Segment Start: DATASET CONTENT
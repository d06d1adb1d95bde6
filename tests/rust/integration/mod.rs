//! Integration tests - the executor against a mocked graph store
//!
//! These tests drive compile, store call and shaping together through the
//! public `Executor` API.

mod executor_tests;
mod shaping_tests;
Segment End: DATASET CONTENT
■ REQUIREMENT: Retype the records that precede this task, keeping them exactly the same.

■ TASK RESULT:
repository d06d1adb1d95bde6
filename tests/rust/integration/mod.rs
//! Integration tests - the executor against a mocked graph store
//!
//! These tests drive compile, store call and shaping together through the
//! public `Executor` API.

mod executor_tests;
mod shaping_tests;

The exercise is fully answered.